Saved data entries

//! Sub-region splitting for `aggregate_by_geometry`.
//!
//! Region envelopes live in an R-tree, and so do the edges of every region.
//! An item is placed against a candidate region in increasing order of cost:
//!
//! 1. its bounding box touches no region edge: the box lies wholly inside
//!    (keep the item as is) or wholly outside (drop it), decided by a single
//!    point-in-polygon test;
//! 2. otherwise the actual geometry is related to the region: disjoint items
//!    are dropped, contained ones kept as is, and the rest get a lazily clipped
//!    geometry.

use crate::aggregator::Key;
use crate::geometry::{LazyGeometry, Overlap, clip, empty_geometry, overlap, rects_intersect};
use crate::osm::OsmEntity;
use crate::view::{Contribution, EntityState, Snapshot};
use geo::{BoundingRect, Contains, Coord, Geometry, MultiPolygon, Point, Rect};
use rstar::primitives::{GeomWithData, Rectangle};
use rstar::{AABB, RTree};
use std::sync::Arc;

type Envelope = GeomWithData<Rectangle<[f64; 2]>, usize>;
type Edge = GeomWithData<Rectangle<[f64; 2]>, (Coord<f64>, Coord<f64>)>;

fn envelope_of(rect: Rect<f64>) -> AABB<[f64; 2]> {
    AABB::from_corners([rect.min().x, rect.min().y], [rect.max().x, rect.max().y])
}

fn rectangle(a: Coord<f64>, b: Coord<f64>) -> Rectangle<[f64; 2]> {
    Rectangle::from_corners([a.x.min(b.x), a.y.min(b.y)], [a.x.max(b.x), a.y.max(b.y)])
}

/// Closed segment/rectangle intersection (Liang-Barsky).
fn segment_touches_rect(a: Coord<f64>, b: Coord<f64>, r: Rect<f64>) -> bool {
    let (dx, dy) = (b.x - a.x, b.y - a.y);
    let (mut t0, mut t1) = (0.0_f64, 1.0_f64);
    for (p, q) in [
        (-dx, a.x - r.min().x),
        (dx, r.max().x - a.x),
        (-dy, a.y - r.min().y),
        (dy, r.max().y - a.y),
    ] {
        if p == 0.0 {
            if q < 0.0 {
                return false;
            }
        } else {
            let t = q / p;
            if p < 0.0 {
                if t > t1 {
                    return false;
                }
                t0 = t0.max(t);
            } else {
                if t < t0 {
                    return false;
                }
                t1 = t1.min(t);
            }
        }
    }
    true
}

#[derive(Clone, Copy, Debug, PartialEq, Eq)]
enum BoxPosition {
    Inside,
    Outside,
    Boundary,
}

enum Placement {
    Drop,
    Whole,
    Clip,
}

struct Region<U> {
    key: U,
    area: Arc<MultiPolygon<f64>>,
    bbox: Rect<f64>,
    edges: RTree<Edge>,
}

impl<U> Region<U> {
    fn new(key: U, area: MultiPolygon<f64>, bbox: Rect<f64>) -> Self {
        let mut edges = Vec::new();
        for polygon in &area.0 {
            for ring in std::iter::once(polygon.exterior()).chain(polygon.interiors()) {
                for line in ring.lines() {
                    let bounds = rectangle(line.start, line.end);
                    edges.push(GeomWithData::new(bounds, (line.start, line.end)));
                }
            }
        }
        Self {
            key,
            area: Arc::new(area),
            bbox,
            edges: RTree::bulk_load(edges),
        }
    }

    fn position_of(&self, rect: Rect<f64>) -> BoxPosition {
        if !rects_intersect(self.bbox, rect) {
            return BoxPosition::Outside;
        }
        let crossed = self
            .edges
            .locate_in_envelope_intersecting(&envelope_of(rect))
            .any(|e| segment_touches_rect(e.data.0, e.data.1, rect));
        if crossed {
            BoxPosition::Boundary
        } else if self.area.contains(&Point::from(rect.center())) {
            BoxPosition::Inside
        } else {
            BoxPosition::Outside
        }
    }

    fn place(&self, geometry: &Geometry<f64>) -> Placement {
        let Some(rect) = geometry.bounding_rect() else {
            return Placement::Drop;
        };
        match self.position_of(rect) {
            BoxPosition::Inside => Placement::Whole,
            BoxPosition::Outside => Placement::Drop,
            BoxPosition::Boundary => match overlap(geometry, &self.area) {
                Some(Overlap::Disjoint) => Placement::Drop,
                Some(Overlap::Within) => Placement::Whole,
                Some(Overlap::Partial) | None => Placement::Clip,
            },
        }
    }

    /// The part of `geometry` inside this region, `None` when there is none.
    fn cut(&self, geometry: Arc<Geometry<f64>>) -> Option<LazyGeometry> {
        match self.place(&geometry) {
            Placement::Drop => None,
            Placement::Whole => Some(LazyGeometry::ready(geometry)),
            Placement::Clip => {
                let area = Arc::clone(&self.area);
                Some(LazyGeometry::deferred(move || clip(&geometry, &area)))
            }
        }
    }

    fn cut_side(&self, side: &Side) -> CutSide {
        side.as_ref()
            .map(|(entity, geometry)| (Arc::clone(entity), self.cut(Arc::clone(geometry))))
    }
}

/// A fixed set of keyed sub-regions.
pub struct GeometrySplitter<U> {
    regions: Vec<Region<U>>,
    index: RTree<Envelope>,
}

impl<U: Key> GeometrySplitter<U> {
    /// Regions with an empty area are ignored.
    pub fn new<G, I>(regions: I) -> Self
    where
        G: Into<MultiPolygon<f64>>,
        I: IntoIterator<Item = (U, G)>,
    {
        let regions: Vec<Region<U>> = regions
            .into_iter()
            .filter_map(|(key, area)| {
                let area: MultiPolygon<f64> = area.into();
                let bbox = area.bounding_rect()?;
                Some(Region::new(key, area, bbox))
            })
            .collect();
        let index = RTree::bulk_load(
            regions
                .iter()
                .enumerate()
                .map(|(i, r)| GeomWithData::new(rectangle(r.bbox.min(), r.bbox.max()), i))
                .collect(),
        );
        Self { regions, index }
    }

    #[must_use]
    pub fn keys(&self) -> Vec<U> {
        self.regions.iter().map(|r| r.key.clone()).collect()
    }

    fn candidates(&self, rect: Rect<f64>) -> Vec<&Region<U>> {
        let mut hits: Vec<usize> = self
            .index
            .locate_in_envelope_intersecting(&envelope_of(rect))
            .map(|e| e.data)
            .collect();
        hits.sort_unstable();
        hits.into_iter().map(|i| &self.regions[i]).collect()
    }

    pub(crate) fn split_snapshot(&self, snapshot: &Snapshot) -> Vec<(U, Snapshot)> {
        let geometry = snapshot.lazy_geometry().shared();
        let Some(rect) = geometry.bounding_rect() else {
            return Vec::new();
        };
        self.candidates(rect)
            .into_iter()
            .filter_map(|region| {
                let piece = region.cut(Arc::clone(&geometry))?;
                Some((region.key.clone(), snapshot.with_geometry(piece)))
            })
            .collect()
    }

    /// Each side is placed independently. A side that falls outside a region
    /// the other side reaches keeps its entity with an empty geometry.
    pub(crate) fn split_contribution(&self, contribution: &Contribution) -> Vec<(U, Contribution)> {
        let Some(rect) = contribution.bounding_rect() else {
            return Vec::new();
        };
        let before = side_of(contribution.before());
        let after = side_of(contribution.after());
        let mut out = Vec::new();
        for region in self.candidates(rect) {
            let (b, a) = (region.cut_side(&before), region.cut_side(&after));
            let reaches = |cut: &CutSide| cut.as_ref().is_some_and(|(_, piece)| piece.is_some());
            if !reaches(&b) && !reaches(&a) {
                continue;
            }
            out.push((
                region.key.clone(),
                contribution.with_states(state_of(b), state_of(a)),
            ));
        }
        out
    }
}

type Side = Option<(Arc<OsmEntity>, Arc<Geometry<f64>>)>;
type CutSide = Option<(Arc<OsmEntity>, Option<LazyGeometry>)>;

fn side_of(state: Option<&EntityState>) -> Side {
    state.map(|s| (Arc::clone(&s.entity), s.geometry.shared()))
}

fn state_of(cut: CutSide) -> Option<EntityState> {
    cut.map(|(entity, piece)| EntityState {
        entity,
        geometry: piece.unwrap_or_else(|| LazyGeometry::ready(Arc::new(empty_geometry()))),
    })
}

#[cfg(test)]
mod tests {
    use super::*;
    use geo::{Area, LineString, polygon};

    fn square(x0: f64, y0: f64, size: f64) -> MultiPolygon<f64> {
        MultiPolygon::new(vec![polygon![
            (x: x0, y: y0),
            (x: x0 + size, y: y0),
            (x: x0 + size, y: y0 + size),
            (x: x0, y: y0 + size),
        ]])
    }

    fn rect(x0: f64, y0: f64, x1: f64, y1: f64) -> Rect<f64> {
        Rect::new(Coord { x: x0, y: y0 }, Coord { x: x1, y: y1 })
    }

    #[test]
    fn segment_rect_touching() {
        let r = rect(0.0, 0.0, 1.0, 1.0);
        let c = |x, y| Coord { x, y };
        assert!(segment_touches_rect(c(-1.0, 0.5), c(2.0, 0.5), r));
        assert!(segment_touches_rect(c(1.0, -1.0), c(1.0, 2.0), r));
        assert!(!segment_touches_rect(c(2.0, 0.0), c(3.0, 1.0), r));
        assert!(!segment_touches_rect(c(-1.0, 1.5), c(1.5, 3.0), r));
    }

    #[test]
    fn box_positions() {
        let region = Region::new("r", square(0.0, 0.0, 10.0), rect(0.0, 0.0, 10.0, 10.0));
        assert_eq!(region.position_of(rect(2.0, 2.0, 3.0, 3.0)), BoxPosition::Inside);
        assert_eq!(region.position_of(rect(20.0, 2.0, 30.0, 3.0)), BoxPosition::Outside);
        assert_eq!(region.position_of(rect(8.0, 8.0, 12.0, 12.0)), BoxPosition::Boundary);
    }

    #[test]
    fn box_around_a_hole_is_outside() {
        let ring = |pts: &[(f64, f64)]| LineString::from(pts.to_vec());
        let donut = MultiPolygon::new(vec![geo::Polygon::new(
            ring(&[(0.0, 0.0), (10.0, 0.0), (10.0, 10.0), (0.0, 10.0), (0.0, 0.0)]),
            vec![ring(&[(3.0, 3.0), (7.0, 3.0), (7.0, 7.0), (3.0, 7.0), (3.0, 3.0)])],
        )]);
        let region = Region::new("d", donut, rect(0.0, 0.0, 10.0, 10.0));
        assert_eq!(region.position_of(rect(4.0, 4.0, 5.0, 5.0)), BoxPosition::Outside);
        assert_eq!(region.position_of(rect(1.0, 1.0, 2.0, 2.0)), BoxPosition::Inside);
    }

    #[test]
    fn tiles_partition_an_area() {
        let splitter = GeometrySplitter::new([
            (0, square(0.0, 0.0, 5.0)),
            (1, square(5.0, 0.0, 5.0)),
            (2, square(0.0, 5.0, 5.0)),
            (3, square(5.0, 5.0, 5.0)),
        ]);
        assert_eq!(splitter.keys(), vec![0, 1, 2, 3]);
        let item = Arc::new(Geometry::MultiPolygon(square(3.0, 3.0, 4.0)));
        let total: f64 = splitter
            .regions
            .iter()
            .filter_map(|r| r.cut(Arc::clone(&item)))
            .map(|g| g.get().unsigned_area())
            .sum();
        assert!((total - 16.0).abs() < 1e-9);
    }
}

What you will do
Respond with one number only: how many lines of the data contain "struct".

Written reply
2